Transcriptome-based host epistasis and pathogen co-expression in barley-powdery mildew interactions

Authors: VELASQUEZ-ZAPATA, VALERIA - Iowa State University; SMITH, SCHUYLER - Iowa State University; PRIYANKA, SURANA - Sanger Institute; CHAPMAN, ANTONY V. - Rothamsted Research; Wise, Roger

Submitted to: Genetics
Publication Type: Pre-print Publication
Publication Acceptance Date: 9/23/2023
Publication Date: 9/23/2023
Citation: Velasquez-Zapata, V., Smith, S., Priyanka, S., Chapman, A.E., Wise, R.P. 2023. Transcriptome-based host epistasis and pathogen co-expression in barley-powdery mildew interactions. Genetics. https://doi.org/10.1101/2023.09.18.558274.
DOI: https://doi.org/10.1101/2023.09.18.558274

Interpretive Summary: Plant pathogens are among the greatest threats to crop production worldwide, resulting in yield losses of 10 to 20% (= $100 to 200 billion) each year. Obligate biotrophic fungi, for example, mildews and rusts, require a living host to survive and cause some of the most destructive epidemics. A general view of the regulatory programs that render a plant resistant to pathogens is beginning to emerge in model organisms, but is still in its infancy in large-genome temperate cereals that are vital to feeding the world's growing population. The interaction between barley, and the powdery mildew fungus, is central to address this challenge. The nucleotide-binding leucine-rich-repeat (NLR) immune receptor encoded by Mildew locus a (MLA) is an ancestral protein required for protection against destructive cereal diseases, including powdery mildew, Ug99 stem rust, stripe rust, and rice blast. This research reports the use of time-course gene expression of barley infected with the powdery mildew pathogen to infer diverse gene effects governed by the MLA immune receptor and two other host factors critical to disease defense, Blufensin1 (Bln1) and Required for Mla6 resistance3 (Rar3). Gene effect models revealed epistatic interactions between Mla6 and Bln1 (a situation where the expression of one gene is modified by the expression of other genes) and the impact of rar3 on the barley and powdery mildew transcriptomes. For the first time, we classified 115 novel NLRs under unique gene effect models, which clustered at chromosome hotspots, suggesting genome accessibility and recruitment of transcriptional machinery as a contributing factor to resistance activation. Impact: Most plant resistance genes deployed in agriculture encode NLRs. However, the mechanisms by which NLR receptors impart critical functions to plant cells are often targets of pathogen effectors, thus, these discoveries provide a foundation for further research into the complex molecular interactions that control disease resistance in crops. These results impact modern breeding approaches to expand resistance to new and emerging pathogens.
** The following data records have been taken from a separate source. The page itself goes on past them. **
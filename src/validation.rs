//! Snapshot integrity diagnostics.
//!
//! Opt-in structural checks for the storage collaborator. Detects:
//! - Duplicate IDs across each collection
//! - Assignments referencing unknown tasks or persons
//! - Availability records referencing unknown persons
//! - More than one availability record per (person, date)
//!
//! The evaluation engine never runs these: rules silently skip records
//! they cannot resolve, and reporting broken data is the storage layer's
//! job. This module is the tool for that job.

use std::collections::HashSet;

use crate::snapshot::DomainSnapshot;

/// Validation result.
pub type ValidationResult = Result<(), Vec<ValidationError>>;

/// A snapshot integrity error.
#[derive(Debug, Clone, PartialEq)]
pub struct ValidationError {
    /// Error category.
    pub kind: ValidationErrorKind,
    /// Human-readable description.
    pub message: String,
}

/// Categories of snapshot integrity errors.
#[derive(Debug, Clone, PartialEq, Eq)]
pub enum ValidationErrorKind {
    /// Two records in one collection share the same ID.
    DuplicateId,
    /// An assignment references a task that doesn't exist.
    UnknownTask,
    /// An assignment or availability record references a person that
    /// doesn't exist.
    UnknownPerson,
    /// A person has more than one availability record for one date.
    DuplicateAvailability,
}

impl ValidationError {
    fn new(kind: ValidationErrorKind, message: impl Into<String>) -> Self {
        Self {
            kind,
            message: message.into(),
        }
    }
}

/// Validates the structural integrity of a snapshot.
///
/// # Returns
/// `Ok(())` if all checks pass, `Err(errors)` with all detected issues.
pub fn validate_snapshot(snapshot: &DomainSnapshot) -> ValidationResult {
    let mut errors = Vec::new();

    let mut task_ids = HashSet::new();
    for task in &snapshot.tasks {
        if !task_ids.insert(task.id.as_str()) {
            errors.push(ValidationError::new(
                ValidationErrorKind::DuplicateId,
                format!("Duplicate task ID: {}", task.id),
            ));
        }
    }

    let mut person_ids = HashSet::new();
    for person in &snapshot.persons {
        if !person_ids.insert(person.id.as_str()) {
            errors.push(ValidationError::new(
                ValidationErrorKind::DuplicateId,
                format!("Duplicate person ID: {}", person.id),
            ));
        }
    }

    let mut assignment_ids = HashSet::new();
    for assignment in &snapshot.assignments {
        if !assignment_ids.insert(assignment.id.as_str()) {
            errors.push(ValidationError::new(
                ValidationErrorKind::DuplicateId,
                format!("Duplicate assignment ID: {}", assignment.id),
            ));
        }
        if !task_ids.contains(assignment.task_id.as_str()) {
            errors.push(ValidationError::new(
                ValidationErrorKind::UnknownTask,
                format!(
                    "Assignment '{}' references unknown task '{}'",
                    assignment.id, assignment.task_id
                ),
            ));
        }
        if !person_ids.contains(assignment.person_id.as_str()) {
            errors.push(ValidationError::new(
                ValidationErrorKind::UnknownPerson,
                format!(
                    "Assignment '{}' references unknown person '{}'",
                    assignment.id, assignment.person_id
                ),
            ));
        }
    }

    let mut availability_ids = HashSet::new();
    let mut availability_keys = HashSet::new();
    for record in &snapshot.availability {
        if !availability_ids.insert(record.id.as_str()) {
            errors.push(ValidationError::new(
                ValidationErrorKind::DuplicateId,
                format!("Duplicate availability ID: {}", record.id),
            ));
        }
        if !person_ids.contains(record.person_id.as_str()) {
            errors.push(ValidationError::new(
                ValidationErrorKind::UnknownPerson,
                format!(
                    "Availability '{}' references unknown person '{}'",
                    record.id, record.person_id
                ),
            ));
        }
        if !availability_keys.insert((record.person_id.as_str(), record.date.as_str())) {
            errors.push(ValidationError::new(
                ValidationErrorKind::DuplicateAvailability,
                format!(
                    "Person '{}' has more than one availability record on {}",
                    record.person_id, record.date
                ),
            ));
        }
    }

    if errors.is_empty() {
        Ok(())
    } else {
        Err(errors)
    }
}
Technical Abstract: Mildew locus a (Mla) from the Triticeae grain crop barley (Hordeum vulgare L.) encodes a multi-allelic series of nucleotide-binding leucine-rich repeat (NLR) immune receptors. These variable NLRs recognize complementary secreted effectors from the powdery mildew fungus, Blumeria hordei (Bh), to block disease progression. We used a dynamic time-course transcriptome of barley infected with Bh to infer gene effects and epistatic relationships governed by the Mla6 NLR, two other host loci critical to the interaction, Blufensin1 (Bln1) and Required for Mla6 resistance3 (Rar3), and genes that interact with them. Bln1 is an R-gene independent regulator of immunity and the resistant bln1 mutant exhibits enhanced basal defense to compatible Bh. Rar3 is required for MLA6-mediated generation of H2O2 and the hypersensitive reaction; the rar3 mutant contains an in-frame Lys-Leu deletion in the SGT1-specific domain that compromises immunity by a subset of Mla alleles. Interactions of Mla6 and Bln1 resulted in symmetric, suppression and masked epistasis on the Bh-induced barley transcriptome. Likewise, dominant or equal effects were caused by Mla6 and Sgt1. Of a total of 468 barley NLRs, 366 were expressed in our dataset and 115 of those were grouped under different gene effect models, which localized to several chromosome hotspots. The corresponding Bh infection transcriptome was classified into nine co-expressed modules, linking differential expression with pathogen development. Expression of most of 517 Bh effectors exhibited dependence on disease phenotype and was associated with appressorial or haustorial structures, suggesting that disease is regulated by a host-pathogen intercommunication network that diversifies the response.